Required work: Lines from the first one down to the one containing "#[arg(long, default_value_t = 30)]" in the data below are the only ones needed; please return them exactly, both ends included.

Source data:
%%

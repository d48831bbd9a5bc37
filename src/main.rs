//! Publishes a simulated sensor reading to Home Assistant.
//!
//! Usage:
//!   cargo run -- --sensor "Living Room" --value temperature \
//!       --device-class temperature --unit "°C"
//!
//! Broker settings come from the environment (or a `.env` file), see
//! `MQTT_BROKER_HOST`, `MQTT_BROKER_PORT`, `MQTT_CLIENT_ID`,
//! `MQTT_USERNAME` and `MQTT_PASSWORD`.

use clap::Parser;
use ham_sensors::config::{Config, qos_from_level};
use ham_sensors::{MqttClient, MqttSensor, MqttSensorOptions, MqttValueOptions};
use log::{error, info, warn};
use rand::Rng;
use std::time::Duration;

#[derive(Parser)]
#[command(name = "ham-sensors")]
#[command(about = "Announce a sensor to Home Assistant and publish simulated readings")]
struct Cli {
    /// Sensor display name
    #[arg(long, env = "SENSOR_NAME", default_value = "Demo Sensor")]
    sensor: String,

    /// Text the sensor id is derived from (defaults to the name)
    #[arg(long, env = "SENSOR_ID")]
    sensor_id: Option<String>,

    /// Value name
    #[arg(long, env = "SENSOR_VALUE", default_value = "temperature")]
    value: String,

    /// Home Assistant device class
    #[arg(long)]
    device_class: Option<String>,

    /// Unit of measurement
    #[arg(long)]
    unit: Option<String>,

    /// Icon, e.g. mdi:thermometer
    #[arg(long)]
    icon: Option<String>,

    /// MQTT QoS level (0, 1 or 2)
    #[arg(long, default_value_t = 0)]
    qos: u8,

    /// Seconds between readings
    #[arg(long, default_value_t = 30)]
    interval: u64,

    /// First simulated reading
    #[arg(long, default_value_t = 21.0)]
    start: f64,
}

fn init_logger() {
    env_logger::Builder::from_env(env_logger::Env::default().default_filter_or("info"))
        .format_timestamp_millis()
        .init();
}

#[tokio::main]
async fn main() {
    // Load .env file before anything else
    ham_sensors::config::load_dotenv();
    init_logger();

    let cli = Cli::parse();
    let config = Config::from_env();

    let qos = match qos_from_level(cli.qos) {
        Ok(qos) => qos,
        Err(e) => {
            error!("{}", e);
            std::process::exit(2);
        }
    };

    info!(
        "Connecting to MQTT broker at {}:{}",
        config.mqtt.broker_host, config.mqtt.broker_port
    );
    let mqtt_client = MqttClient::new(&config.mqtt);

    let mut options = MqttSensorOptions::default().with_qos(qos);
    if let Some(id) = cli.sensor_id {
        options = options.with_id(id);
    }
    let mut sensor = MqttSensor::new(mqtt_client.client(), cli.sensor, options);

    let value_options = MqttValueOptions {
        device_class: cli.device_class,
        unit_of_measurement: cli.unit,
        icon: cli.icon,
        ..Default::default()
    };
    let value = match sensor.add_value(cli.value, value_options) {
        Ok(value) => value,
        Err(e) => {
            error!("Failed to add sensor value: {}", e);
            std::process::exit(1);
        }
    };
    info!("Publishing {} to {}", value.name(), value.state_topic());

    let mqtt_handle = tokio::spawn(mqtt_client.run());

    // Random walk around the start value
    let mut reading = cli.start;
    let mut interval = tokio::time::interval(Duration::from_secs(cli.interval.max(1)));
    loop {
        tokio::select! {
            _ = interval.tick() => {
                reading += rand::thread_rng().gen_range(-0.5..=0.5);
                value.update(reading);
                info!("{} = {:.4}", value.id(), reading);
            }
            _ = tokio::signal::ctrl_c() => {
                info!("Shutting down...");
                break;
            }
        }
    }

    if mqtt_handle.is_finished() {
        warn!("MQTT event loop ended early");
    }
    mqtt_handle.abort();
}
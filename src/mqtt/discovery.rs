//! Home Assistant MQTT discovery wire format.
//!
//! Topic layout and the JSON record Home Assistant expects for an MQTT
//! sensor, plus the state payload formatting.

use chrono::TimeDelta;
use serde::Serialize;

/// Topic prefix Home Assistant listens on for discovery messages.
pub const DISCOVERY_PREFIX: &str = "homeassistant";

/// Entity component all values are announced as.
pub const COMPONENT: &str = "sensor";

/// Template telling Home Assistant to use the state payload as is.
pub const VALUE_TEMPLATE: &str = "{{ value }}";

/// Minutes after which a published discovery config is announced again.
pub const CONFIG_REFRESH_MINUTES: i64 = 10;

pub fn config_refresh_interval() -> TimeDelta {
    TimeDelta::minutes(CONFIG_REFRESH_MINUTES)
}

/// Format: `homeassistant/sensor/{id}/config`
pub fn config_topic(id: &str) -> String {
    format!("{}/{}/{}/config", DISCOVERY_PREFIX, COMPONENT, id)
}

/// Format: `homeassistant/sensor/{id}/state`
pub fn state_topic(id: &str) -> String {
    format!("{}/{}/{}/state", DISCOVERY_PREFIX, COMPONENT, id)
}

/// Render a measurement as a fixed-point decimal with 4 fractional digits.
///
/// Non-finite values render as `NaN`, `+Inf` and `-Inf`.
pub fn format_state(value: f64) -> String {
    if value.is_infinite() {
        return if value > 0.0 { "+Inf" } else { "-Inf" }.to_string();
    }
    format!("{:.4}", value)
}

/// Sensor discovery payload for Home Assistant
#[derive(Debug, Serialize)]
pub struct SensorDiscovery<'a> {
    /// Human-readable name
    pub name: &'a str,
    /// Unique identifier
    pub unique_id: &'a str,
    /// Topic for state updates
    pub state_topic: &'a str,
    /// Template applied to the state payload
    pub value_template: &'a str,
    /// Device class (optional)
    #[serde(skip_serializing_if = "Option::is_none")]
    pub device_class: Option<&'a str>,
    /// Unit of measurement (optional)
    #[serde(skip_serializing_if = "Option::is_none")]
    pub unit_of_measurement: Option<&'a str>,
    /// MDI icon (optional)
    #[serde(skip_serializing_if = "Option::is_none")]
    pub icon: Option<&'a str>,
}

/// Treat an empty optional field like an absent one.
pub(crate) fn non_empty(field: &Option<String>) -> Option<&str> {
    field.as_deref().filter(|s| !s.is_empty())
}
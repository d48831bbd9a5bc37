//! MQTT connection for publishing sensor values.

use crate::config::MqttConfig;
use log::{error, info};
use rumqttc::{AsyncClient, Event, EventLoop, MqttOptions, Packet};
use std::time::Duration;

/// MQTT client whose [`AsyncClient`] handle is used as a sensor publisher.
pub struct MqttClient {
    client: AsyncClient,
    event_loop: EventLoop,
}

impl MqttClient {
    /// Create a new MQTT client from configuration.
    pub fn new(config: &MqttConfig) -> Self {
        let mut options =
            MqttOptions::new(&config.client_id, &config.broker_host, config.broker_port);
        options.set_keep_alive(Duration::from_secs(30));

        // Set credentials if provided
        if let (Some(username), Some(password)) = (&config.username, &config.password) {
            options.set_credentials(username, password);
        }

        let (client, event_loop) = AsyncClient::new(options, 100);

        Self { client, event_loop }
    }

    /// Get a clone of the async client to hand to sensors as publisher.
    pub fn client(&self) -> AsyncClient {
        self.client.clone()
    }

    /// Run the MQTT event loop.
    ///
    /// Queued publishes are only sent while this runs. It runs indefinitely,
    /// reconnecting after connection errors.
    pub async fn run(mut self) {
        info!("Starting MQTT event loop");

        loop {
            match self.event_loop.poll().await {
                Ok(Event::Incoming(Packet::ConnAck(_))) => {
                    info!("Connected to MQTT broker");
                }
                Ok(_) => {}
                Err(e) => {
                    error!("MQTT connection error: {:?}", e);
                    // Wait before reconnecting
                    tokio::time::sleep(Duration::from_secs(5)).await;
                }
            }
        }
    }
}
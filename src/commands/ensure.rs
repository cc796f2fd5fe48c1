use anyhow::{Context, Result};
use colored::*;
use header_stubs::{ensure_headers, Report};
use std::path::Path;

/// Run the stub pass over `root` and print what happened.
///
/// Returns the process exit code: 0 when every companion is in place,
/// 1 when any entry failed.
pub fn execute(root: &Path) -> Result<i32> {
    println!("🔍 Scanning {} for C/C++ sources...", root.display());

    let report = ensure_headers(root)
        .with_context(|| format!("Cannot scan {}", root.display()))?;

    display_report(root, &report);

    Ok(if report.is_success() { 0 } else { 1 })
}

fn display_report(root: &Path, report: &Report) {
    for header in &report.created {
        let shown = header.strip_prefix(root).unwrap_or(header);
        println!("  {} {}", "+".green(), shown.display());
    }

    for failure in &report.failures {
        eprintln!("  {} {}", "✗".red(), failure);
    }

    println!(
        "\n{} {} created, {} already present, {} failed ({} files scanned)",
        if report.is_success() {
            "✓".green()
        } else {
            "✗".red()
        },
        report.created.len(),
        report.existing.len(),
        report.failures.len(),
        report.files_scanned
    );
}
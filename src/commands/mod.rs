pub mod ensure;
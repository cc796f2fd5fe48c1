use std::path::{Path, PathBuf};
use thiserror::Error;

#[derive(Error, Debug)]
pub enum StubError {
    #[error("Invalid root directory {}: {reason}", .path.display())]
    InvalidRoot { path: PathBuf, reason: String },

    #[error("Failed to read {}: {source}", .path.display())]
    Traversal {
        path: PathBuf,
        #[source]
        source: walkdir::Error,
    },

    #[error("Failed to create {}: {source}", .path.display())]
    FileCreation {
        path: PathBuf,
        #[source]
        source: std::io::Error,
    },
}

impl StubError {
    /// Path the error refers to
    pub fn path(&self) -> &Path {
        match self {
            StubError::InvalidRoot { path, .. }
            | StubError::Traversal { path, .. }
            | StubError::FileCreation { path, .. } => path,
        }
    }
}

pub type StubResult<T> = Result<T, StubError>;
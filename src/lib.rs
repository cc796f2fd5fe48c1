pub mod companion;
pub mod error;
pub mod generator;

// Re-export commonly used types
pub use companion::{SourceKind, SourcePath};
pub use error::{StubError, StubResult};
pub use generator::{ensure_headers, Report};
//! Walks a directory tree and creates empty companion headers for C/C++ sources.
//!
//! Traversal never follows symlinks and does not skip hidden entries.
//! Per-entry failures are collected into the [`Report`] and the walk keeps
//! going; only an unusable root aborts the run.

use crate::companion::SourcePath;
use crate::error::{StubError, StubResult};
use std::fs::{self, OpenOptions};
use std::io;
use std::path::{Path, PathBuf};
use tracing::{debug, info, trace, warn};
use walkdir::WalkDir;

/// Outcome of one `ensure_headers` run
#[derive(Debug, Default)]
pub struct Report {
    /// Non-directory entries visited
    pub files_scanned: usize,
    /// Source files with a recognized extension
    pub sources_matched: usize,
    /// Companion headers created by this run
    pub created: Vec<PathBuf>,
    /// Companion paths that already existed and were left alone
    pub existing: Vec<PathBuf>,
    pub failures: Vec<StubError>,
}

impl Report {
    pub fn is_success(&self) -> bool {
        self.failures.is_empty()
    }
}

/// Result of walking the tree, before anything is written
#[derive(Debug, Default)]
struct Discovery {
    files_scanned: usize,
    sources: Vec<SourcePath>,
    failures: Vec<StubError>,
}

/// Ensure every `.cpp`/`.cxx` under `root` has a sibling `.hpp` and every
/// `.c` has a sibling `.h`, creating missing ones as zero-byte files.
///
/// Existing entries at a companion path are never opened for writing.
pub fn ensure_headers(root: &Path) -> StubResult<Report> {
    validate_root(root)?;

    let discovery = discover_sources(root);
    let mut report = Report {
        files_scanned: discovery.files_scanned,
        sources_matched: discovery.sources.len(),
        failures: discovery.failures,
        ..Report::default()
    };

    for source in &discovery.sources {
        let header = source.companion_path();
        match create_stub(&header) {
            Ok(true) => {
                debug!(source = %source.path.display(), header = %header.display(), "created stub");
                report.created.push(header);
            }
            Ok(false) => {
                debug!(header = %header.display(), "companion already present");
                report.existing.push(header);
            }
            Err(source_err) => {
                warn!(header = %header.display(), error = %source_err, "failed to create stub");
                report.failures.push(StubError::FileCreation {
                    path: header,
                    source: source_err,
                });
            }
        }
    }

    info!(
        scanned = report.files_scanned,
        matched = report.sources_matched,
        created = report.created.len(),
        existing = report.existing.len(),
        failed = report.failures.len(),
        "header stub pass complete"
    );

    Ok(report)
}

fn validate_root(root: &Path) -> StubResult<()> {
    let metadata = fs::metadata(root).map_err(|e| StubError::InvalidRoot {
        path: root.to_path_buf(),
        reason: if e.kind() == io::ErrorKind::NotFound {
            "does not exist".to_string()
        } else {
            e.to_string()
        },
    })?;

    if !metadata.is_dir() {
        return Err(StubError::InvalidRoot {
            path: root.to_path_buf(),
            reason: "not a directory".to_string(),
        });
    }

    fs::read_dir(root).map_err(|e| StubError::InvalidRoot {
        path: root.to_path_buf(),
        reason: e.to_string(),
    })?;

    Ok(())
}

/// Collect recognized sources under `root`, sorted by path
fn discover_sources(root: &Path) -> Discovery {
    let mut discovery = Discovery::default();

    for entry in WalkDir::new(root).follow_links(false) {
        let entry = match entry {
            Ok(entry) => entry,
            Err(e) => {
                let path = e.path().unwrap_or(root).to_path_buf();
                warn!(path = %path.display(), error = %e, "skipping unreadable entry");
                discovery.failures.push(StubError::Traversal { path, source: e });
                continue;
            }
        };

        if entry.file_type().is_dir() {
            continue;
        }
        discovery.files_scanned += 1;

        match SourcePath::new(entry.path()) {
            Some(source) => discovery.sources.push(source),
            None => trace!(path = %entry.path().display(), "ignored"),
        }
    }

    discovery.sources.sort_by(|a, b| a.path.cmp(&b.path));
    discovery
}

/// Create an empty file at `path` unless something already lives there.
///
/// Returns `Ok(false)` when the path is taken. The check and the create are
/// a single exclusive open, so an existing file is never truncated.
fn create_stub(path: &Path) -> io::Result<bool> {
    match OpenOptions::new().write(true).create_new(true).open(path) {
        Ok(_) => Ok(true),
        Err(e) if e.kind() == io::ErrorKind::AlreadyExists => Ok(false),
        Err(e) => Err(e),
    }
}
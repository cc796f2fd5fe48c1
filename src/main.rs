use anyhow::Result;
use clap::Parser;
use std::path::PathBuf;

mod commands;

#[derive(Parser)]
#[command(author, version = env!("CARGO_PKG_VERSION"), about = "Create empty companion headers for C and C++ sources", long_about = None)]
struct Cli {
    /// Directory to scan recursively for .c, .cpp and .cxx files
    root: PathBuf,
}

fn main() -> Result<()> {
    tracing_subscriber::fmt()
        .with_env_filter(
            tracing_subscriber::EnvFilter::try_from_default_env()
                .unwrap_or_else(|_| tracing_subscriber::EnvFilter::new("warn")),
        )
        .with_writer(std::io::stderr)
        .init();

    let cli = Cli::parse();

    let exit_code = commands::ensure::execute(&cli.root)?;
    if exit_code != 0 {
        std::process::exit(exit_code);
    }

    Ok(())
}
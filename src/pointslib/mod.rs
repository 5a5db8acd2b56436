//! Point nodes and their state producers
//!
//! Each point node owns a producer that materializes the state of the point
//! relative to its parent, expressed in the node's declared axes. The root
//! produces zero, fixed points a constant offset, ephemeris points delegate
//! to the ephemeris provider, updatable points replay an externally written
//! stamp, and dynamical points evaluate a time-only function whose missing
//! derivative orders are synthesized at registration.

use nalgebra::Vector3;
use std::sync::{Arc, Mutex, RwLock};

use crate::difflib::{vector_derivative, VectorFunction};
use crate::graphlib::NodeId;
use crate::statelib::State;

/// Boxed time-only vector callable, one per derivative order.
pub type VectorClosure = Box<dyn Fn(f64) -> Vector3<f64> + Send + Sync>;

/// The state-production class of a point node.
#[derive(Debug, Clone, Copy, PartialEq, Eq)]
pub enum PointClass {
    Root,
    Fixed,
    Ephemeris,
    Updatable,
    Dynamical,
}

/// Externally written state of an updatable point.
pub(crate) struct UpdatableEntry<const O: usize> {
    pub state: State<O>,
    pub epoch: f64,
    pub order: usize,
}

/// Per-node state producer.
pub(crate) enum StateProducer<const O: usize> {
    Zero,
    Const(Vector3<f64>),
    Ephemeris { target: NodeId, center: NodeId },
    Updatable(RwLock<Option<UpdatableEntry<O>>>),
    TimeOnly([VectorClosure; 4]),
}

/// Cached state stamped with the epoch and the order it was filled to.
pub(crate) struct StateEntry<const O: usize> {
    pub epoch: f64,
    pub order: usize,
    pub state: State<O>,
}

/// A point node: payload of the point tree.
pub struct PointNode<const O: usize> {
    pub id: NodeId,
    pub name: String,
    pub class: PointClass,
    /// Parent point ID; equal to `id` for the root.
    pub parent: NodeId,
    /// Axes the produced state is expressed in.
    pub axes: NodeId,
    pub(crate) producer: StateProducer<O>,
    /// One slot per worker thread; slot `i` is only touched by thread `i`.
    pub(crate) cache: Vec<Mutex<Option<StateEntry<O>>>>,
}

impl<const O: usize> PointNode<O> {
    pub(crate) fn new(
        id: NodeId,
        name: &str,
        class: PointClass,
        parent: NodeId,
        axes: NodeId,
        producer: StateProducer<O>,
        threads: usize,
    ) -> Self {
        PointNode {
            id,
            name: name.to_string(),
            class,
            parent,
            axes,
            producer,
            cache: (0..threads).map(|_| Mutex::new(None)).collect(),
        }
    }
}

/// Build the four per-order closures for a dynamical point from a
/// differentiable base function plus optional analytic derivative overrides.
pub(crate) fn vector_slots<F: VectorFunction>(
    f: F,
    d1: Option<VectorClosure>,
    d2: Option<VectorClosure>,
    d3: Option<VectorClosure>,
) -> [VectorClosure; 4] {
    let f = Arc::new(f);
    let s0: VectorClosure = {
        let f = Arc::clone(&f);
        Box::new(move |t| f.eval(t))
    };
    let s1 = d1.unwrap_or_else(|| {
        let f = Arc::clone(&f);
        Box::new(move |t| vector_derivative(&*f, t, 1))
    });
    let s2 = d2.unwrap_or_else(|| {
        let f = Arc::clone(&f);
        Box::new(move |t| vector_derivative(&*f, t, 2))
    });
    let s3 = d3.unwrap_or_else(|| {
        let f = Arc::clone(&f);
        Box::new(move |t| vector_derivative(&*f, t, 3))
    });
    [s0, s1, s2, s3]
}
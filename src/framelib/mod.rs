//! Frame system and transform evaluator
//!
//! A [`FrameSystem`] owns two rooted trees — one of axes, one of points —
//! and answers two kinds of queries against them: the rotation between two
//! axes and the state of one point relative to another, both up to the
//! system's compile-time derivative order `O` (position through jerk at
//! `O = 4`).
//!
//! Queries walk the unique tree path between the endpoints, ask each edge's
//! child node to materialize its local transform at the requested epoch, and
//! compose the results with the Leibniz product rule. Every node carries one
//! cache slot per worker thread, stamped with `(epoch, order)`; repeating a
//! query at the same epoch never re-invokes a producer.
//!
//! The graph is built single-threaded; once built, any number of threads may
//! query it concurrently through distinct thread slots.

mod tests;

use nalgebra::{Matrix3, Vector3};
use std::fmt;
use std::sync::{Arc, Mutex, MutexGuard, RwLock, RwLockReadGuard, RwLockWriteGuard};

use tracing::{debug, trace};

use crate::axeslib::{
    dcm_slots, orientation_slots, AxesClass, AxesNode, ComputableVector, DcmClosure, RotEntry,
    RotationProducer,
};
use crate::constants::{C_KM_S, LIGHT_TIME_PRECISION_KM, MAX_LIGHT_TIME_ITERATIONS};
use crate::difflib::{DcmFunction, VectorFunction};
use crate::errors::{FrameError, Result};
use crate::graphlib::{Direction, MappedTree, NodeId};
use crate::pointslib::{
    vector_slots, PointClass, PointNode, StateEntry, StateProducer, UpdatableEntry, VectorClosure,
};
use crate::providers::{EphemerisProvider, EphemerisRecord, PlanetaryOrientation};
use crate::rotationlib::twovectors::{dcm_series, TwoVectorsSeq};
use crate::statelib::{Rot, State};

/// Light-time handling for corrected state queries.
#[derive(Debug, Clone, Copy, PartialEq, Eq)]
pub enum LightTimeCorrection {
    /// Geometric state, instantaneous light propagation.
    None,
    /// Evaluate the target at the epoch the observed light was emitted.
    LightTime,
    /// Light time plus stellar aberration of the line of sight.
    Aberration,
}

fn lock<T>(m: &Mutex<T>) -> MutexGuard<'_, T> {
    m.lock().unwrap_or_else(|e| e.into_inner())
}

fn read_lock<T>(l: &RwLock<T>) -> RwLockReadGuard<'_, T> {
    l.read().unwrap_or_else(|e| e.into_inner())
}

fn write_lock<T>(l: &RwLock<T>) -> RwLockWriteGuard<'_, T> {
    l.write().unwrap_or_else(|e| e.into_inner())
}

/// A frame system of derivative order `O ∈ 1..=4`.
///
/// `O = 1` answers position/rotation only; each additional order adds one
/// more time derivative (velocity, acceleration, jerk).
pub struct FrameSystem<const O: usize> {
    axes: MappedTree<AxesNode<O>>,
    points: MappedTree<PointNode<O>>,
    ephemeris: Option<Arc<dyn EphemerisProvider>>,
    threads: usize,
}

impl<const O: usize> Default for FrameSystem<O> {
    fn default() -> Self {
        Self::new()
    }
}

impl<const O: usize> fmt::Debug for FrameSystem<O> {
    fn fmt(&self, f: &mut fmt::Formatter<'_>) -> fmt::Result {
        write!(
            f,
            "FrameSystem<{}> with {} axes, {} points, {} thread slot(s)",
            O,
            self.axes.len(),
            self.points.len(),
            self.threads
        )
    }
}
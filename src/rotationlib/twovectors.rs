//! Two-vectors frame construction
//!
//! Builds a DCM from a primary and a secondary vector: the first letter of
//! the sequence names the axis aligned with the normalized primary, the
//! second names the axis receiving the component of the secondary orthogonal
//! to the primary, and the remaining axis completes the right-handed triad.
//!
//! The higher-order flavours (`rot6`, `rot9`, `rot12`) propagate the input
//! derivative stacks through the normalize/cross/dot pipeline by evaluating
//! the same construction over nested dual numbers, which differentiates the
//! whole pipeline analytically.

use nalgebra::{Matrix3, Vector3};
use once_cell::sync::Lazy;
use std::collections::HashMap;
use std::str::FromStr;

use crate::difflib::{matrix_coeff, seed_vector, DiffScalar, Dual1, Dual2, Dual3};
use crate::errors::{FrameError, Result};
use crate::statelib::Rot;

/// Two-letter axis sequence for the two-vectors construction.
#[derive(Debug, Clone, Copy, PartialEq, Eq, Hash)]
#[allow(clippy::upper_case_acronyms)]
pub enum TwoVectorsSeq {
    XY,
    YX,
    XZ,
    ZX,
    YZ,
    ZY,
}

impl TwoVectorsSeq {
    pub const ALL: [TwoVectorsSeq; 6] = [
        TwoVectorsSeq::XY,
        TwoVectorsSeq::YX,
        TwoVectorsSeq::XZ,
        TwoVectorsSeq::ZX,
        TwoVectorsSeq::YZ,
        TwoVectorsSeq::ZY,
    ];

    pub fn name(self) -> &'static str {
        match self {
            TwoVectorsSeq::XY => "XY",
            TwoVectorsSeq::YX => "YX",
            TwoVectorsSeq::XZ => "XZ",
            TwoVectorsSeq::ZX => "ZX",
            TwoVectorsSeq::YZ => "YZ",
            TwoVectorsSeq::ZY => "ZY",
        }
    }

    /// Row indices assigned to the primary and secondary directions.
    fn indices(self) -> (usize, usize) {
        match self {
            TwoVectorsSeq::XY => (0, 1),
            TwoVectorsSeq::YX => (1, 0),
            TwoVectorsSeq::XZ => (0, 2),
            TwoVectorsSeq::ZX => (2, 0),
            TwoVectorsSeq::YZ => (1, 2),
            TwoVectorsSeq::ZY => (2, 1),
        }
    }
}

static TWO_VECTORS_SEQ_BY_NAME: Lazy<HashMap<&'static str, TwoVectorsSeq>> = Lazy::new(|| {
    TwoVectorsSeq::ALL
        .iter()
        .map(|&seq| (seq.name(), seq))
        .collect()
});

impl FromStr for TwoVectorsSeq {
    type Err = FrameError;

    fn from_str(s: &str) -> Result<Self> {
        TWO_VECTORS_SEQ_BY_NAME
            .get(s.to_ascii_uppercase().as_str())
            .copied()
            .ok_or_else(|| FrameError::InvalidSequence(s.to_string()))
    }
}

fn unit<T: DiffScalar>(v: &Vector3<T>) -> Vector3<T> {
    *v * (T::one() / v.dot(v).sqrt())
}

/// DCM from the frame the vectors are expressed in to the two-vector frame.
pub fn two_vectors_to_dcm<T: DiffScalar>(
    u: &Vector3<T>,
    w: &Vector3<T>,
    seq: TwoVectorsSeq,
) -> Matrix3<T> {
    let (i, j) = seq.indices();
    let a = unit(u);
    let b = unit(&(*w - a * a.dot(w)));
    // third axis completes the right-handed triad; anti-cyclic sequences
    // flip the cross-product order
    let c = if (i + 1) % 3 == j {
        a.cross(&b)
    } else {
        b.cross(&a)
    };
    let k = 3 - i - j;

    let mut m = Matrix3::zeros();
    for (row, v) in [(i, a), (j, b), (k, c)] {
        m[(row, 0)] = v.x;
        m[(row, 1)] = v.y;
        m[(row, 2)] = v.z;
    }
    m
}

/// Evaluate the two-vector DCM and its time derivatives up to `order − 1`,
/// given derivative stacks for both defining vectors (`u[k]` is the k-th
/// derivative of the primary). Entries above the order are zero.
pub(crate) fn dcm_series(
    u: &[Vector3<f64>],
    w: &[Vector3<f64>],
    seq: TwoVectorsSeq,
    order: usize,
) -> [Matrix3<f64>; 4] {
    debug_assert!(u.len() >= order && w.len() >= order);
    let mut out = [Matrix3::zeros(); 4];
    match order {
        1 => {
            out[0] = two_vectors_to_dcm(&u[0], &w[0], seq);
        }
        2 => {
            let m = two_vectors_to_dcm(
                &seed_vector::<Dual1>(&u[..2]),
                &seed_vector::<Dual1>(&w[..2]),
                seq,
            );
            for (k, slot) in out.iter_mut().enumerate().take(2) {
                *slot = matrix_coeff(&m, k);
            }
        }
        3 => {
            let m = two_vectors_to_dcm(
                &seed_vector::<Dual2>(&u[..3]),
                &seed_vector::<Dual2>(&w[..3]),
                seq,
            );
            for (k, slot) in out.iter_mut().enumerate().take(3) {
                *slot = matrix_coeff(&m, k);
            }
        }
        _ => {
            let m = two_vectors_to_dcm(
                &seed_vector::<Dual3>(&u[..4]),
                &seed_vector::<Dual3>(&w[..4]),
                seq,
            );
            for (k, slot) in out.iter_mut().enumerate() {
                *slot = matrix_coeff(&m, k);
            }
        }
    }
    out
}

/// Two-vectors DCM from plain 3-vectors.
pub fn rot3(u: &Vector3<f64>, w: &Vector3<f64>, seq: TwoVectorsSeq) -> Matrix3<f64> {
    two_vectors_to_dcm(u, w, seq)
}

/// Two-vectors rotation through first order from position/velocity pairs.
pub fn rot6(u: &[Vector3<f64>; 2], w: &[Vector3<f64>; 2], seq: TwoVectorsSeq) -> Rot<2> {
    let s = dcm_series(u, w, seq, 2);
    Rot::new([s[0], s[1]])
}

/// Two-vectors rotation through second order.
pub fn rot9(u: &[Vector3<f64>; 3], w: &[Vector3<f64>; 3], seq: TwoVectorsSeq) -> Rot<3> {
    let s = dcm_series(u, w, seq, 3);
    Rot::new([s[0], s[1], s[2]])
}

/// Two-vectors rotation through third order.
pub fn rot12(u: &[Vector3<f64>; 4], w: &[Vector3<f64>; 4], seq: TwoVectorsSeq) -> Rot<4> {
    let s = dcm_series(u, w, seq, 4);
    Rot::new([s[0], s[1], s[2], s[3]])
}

%%

Response area:
repository d48831bbd9a5bc37
filename src/main.rs
//! Publishes a simulated sensor reading to Home Assistant.
//!
//! Usage:
//!   cargo run -- --sensor "Living Room" --value temperature \
//!       --device-class temperature --unit "°C"
//!
//! Broker settings come from the environment (or a `.env` file), see
//! `MQTT_BROKER_HOST`, `MQTT_BROKER_PORT`, `MQTT_CLIENT_ID`,
//! `MQTT_USERNAME` and `MQTT_PASSWORD`.

use clap::Parser;
use ham_sensors::config::{Config, qos_from_level};
use ham_sensors::{MqttClient, MqttSensor, MqttSensorOptions, MqttValueOptions};
use log::{error, info, warn};
use rand::Rng;
use std::time::Duration;

#[derive(Parser)]
#[command(name = "ham-sensors")]
#[command(about = "Announce a sensor to Home Assistant and publish simulated readings")]
struct Cli {
    /// Sensor display name
    #[arg(long, env = "SENSOR_NAME", default_value = "Demo Sensor")]
    sensor: String,

    /// Text the sensor id is derived from (defaults to the name)
    #[arg(long, env = "SENSOR_ID")]
    sensor_id: Option<String>,

    /// Value name
    #[arg(long, env = "SENSOR_VALUE", default_value = "temperature")]
    value: String,

    /// Home Assistant device class
    #[arg(long)]
    device_class: Option<String>,

    /// Unit of measurement
    #[arg(long)]
    unit: Option<String>,

    /// Icon, e.g. mdi:thermometer
    #[arg(long)]
    icon: Option<String>,

    /// MQTT QoS level (0, 1 or 2)
    #[arg(long, default_value_t = 0)]
    qos: u8,

    /// Seconds between readings
    #[arg(long, default_value_t = 30)]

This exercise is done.